DATA SECTION

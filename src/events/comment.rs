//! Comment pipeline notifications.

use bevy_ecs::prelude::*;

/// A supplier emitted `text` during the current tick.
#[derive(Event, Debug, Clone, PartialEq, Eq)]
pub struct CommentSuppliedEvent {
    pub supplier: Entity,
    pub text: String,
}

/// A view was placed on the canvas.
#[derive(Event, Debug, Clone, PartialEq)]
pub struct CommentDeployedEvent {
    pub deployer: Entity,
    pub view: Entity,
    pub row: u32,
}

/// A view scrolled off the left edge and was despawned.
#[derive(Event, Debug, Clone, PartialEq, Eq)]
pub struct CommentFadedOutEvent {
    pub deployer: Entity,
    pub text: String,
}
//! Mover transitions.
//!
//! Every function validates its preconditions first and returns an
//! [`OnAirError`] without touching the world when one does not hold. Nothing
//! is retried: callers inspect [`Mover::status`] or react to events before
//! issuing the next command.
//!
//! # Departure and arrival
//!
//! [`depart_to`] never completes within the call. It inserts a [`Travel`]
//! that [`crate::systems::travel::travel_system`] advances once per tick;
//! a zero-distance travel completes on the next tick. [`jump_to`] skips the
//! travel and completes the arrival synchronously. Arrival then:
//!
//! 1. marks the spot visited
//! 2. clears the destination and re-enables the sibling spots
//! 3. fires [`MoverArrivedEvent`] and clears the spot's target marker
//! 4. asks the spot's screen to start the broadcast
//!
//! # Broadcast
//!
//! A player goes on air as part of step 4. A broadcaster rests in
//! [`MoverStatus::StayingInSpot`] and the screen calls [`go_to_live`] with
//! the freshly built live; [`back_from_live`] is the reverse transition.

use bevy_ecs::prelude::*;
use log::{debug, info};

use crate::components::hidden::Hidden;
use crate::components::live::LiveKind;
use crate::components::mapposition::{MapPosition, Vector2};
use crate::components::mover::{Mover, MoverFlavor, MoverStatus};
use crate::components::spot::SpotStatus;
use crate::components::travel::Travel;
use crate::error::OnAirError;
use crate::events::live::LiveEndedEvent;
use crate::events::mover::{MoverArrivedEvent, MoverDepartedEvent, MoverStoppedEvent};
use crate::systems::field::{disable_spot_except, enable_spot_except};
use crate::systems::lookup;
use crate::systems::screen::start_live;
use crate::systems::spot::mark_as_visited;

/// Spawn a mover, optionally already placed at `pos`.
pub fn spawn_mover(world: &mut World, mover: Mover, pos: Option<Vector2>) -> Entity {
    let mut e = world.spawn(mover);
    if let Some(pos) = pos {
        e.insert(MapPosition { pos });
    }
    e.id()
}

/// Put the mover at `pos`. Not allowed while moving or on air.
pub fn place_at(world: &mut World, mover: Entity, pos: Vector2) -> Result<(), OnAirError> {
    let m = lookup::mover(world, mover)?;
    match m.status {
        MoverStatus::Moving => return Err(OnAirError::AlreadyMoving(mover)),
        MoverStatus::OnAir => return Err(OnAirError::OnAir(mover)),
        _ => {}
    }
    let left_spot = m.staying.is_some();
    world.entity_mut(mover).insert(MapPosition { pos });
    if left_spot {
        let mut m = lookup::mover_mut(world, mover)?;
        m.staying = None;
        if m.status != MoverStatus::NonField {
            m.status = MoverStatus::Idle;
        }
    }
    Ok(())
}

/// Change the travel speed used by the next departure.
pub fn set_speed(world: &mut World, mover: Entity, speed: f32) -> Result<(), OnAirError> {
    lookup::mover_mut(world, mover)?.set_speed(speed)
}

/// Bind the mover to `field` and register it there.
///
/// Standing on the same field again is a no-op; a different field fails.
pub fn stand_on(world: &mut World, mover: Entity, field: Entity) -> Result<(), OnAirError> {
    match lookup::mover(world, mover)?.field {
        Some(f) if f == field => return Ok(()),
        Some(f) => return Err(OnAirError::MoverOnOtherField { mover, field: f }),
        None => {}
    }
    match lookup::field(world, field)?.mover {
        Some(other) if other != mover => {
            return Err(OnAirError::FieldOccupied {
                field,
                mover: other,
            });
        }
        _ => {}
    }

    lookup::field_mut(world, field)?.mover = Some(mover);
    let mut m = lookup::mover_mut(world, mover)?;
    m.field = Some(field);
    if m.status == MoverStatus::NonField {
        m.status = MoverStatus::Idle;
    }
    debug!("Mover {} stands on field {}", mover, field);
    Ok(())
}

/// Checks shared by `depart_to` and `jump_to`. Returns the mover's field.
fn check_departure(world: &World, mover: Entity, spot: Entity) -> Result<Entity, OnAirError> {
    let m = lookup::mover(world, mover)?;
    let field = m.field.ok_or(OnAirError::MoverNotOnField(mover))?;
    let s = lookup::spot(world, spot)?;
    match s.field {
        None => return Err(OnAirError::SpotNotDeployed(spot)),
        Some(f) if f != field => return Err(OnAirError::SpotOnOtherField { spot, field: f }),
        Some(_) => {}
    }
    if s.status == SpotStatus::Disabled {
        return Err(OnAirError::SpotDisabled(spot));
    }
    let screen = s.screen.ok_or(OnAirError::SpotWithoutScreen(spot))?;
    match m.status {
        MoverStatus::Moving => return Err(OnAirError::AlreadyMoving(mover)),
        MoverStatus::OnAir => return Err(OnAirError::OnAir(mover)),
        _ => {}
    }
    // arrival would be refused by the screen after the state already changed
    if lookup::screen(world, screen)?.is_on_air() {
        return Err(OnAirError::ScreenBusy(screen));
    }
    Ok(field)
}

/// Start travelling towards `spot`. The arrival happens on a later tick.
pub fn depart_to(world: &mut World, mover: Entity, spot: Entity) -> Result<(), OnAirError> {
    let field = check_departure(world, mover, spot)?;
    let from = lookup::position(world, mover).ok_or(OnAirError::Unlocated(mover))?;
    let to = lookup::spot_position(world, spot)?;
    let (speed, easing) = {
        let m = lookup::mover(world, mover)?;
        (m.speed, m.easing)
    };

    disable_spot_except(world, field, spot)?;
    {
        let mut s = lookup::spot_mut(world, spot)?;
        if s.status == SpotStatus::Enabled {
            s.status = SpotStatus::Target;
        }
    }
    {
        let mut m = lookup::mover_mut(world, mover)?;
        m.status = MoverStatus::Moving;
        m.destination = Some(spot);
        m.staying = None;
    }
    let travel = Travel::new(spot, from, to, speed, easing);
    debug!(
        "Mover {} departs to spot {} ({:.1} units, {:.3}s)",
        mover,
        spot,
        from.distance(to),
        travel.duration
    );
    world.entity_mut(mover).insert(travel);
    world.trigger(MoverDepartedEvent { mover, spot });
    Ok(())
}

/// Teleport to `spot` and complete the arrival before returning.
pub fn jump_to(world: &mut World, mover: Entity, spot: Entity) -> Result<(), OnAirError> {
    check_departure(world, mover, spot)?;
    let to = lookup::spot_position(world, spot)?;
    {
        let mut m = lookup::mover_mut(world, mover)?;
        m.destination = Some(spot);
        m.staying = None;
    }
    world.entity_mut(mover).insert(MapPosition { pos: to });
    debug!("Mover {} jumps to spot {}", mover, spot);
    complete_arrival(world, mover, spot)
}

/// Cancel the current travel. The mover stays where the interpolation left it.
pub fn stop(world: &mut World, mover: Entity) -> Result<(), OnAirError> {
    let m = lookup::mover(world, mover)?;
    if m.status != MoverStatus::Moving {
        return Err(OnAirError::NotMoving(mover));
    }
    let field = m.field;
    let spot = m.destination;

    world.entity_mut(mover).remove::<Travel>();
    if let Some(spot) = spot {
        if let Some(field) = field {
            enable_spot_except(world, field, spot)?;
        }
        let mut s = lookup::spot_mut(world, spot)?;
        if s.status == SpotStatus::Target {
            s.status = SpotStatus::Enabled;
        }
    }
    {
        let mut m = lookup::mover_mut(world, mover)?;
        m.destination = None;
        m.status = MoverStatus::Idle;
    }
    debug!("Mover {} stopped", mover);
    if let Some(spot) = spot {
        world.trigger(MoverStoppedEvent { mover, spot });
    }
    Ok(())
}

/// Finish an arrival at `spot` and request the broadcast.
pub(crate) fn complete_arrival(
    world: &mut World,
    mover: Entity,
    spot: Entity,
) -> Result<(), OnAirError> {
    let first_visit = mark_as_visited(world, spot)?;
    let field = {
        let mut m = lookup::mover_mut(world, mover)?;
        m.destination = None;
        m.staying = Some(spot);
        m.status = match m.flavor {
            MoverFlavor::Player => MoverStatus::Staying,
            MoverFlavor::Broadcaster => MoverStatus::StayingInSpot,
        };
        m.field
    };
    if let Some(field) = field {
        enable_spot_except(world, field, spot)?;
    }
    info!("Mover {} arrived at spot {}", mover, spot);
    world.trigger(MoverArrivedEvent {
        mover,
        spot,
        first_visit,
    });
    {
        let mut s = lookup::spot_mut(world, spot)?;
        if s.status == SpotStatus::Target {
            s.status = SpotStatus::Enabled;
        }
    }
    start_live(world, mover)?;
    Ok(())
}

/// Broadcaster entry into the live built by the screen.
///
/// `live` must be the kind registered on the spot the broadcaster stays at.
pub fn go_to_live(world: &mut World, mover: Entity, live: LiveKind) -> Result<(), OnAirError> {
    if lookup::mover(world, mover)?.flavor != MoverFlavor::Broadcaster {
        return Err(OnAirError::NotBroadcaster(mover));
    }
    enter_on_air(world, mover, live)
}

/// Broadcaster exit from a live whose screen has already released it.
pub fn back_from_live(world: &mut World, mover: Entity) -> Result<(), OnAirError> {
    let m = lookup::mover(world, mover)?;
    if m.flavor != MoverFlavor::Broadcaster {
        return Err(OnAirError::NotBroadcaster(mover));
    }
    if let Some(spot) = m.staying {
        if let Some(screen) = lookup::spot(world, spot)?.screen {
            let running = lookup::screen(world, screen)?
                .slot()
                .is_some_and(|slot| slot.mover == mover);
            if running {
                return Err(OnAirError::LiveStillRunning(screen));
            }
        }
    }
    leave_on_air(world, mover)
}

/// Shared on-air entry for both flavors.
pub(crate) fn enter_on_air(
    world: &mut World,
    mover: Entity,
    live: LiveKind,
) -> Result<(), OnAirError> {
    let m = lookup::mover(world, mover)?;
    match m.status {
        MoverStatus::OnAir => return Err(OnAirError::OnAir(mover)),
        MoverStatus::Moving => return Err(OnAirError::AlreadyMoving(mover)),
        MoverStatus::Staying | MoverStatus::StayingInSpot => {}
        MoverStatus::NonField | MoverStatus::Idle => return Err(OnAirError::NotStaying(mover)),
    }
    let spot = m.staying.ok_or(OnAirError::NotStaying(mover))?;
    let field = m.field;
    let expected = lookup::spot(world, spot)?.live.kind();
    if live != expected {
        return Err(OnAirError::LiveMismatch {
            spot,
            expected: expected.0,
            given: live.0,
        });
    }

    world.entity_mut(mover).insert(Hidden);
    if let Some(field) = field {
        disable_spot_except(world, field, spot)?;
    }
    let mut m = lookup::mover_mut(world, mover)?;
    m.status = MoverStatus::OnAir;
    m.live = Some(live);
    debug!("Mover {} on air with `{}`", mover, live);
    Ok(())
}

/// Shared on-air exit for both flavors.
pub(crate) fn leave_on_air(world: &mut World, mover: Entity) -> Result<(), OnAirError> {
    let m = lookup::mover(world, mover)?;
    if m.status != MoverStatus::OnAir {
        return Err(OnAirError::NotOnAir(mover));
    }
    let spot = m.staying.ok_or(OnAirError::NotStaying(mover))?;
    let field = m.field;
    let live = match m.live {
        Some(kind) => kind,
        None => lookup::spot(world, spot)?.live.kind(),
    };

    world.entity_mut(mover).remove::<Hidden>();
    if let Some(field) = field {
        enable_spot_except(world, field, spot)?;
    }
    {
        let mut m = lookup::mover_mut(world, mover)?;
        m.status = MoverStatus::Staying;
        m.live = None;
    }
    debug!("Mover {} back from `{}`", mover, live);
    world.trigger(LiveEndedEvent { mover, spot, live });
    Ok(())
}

REQUIRED WORK
Each line of the listing that includes the word "distance" should be copied out.

ANSWER AREA
//! a zero-distance travel completes on the next tick. [`jump_to`] skips the
        from.distance(to),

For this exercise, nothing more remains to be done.